[Required work] Please copy exactly the lines from the top of the data through the line containing "crate is the", and nothing else.

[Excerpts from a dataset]
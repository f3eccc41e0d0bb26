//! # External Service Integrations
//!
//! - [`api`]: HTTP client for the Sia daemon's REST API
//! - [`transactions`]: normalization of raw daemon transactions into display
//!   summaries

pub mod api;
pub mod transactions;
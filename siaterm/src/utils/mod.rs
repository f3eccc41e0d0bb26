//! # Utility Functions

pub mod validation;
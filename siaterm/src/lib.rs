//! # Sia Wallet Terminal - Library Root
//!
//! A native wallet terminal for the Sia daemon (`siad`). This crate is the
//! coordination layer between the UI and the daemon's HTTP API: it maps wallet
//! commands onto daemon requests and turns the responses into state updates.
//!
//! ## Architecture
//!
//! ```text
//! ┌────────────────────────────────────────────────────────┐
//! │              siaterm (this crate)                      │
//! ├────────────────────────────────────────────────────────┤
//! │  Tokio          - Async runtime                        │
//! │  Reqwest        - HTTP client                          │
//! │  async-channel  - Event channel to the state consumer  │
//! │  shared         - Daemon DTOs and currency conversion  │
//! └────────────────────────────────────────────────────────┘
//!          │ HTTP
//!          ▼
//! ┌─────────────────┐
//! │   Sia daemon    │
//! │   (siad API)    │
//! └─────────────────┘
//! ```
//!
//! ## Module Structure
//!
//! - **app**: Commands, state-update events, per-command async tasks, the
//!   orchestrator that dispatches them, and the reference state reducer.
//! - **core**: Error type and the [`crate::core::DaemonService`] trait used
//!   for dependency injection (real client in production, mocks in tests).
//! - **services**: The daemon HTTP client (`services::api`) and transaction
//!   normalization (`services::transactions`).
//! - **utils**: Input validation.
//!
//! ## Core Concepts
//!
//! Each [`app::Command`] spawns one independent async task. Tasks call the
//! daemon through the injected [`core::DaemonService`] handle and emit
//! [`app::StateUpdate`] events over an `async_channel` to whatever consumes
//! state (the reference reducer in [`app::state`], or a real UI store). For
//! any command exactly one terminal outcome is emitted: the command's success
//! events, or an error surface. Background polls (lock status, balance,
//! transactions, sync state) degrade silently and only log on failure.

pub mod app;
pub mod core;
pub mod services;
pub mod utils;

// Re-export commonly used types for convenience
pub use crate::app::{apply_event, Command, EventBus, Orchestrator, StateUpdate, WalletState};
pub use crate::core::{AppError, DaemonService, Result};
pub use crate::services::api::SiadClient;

[Output of the task]
repository f3eccc41e0d0bb26
//! # External Service Integrations
//!
//! - [`api`]: HTTP client for the Sia daemon's REST API
//! - [`transactions`]: normalization of raw daemon transactions into display
//!   summaries

pub mod api;
pub mod transactions;
filename siaterm/src/utils/mod.rs
repository f3eccc41e0d0bb26
//! # Utility Functions

pub mod validation;
filename siaterm/src/lib.rs
//! # Sia Wallet Terminal - Library Root
//!
//! A native wallet terminal for the Sia daemon (`siad`). This crate is the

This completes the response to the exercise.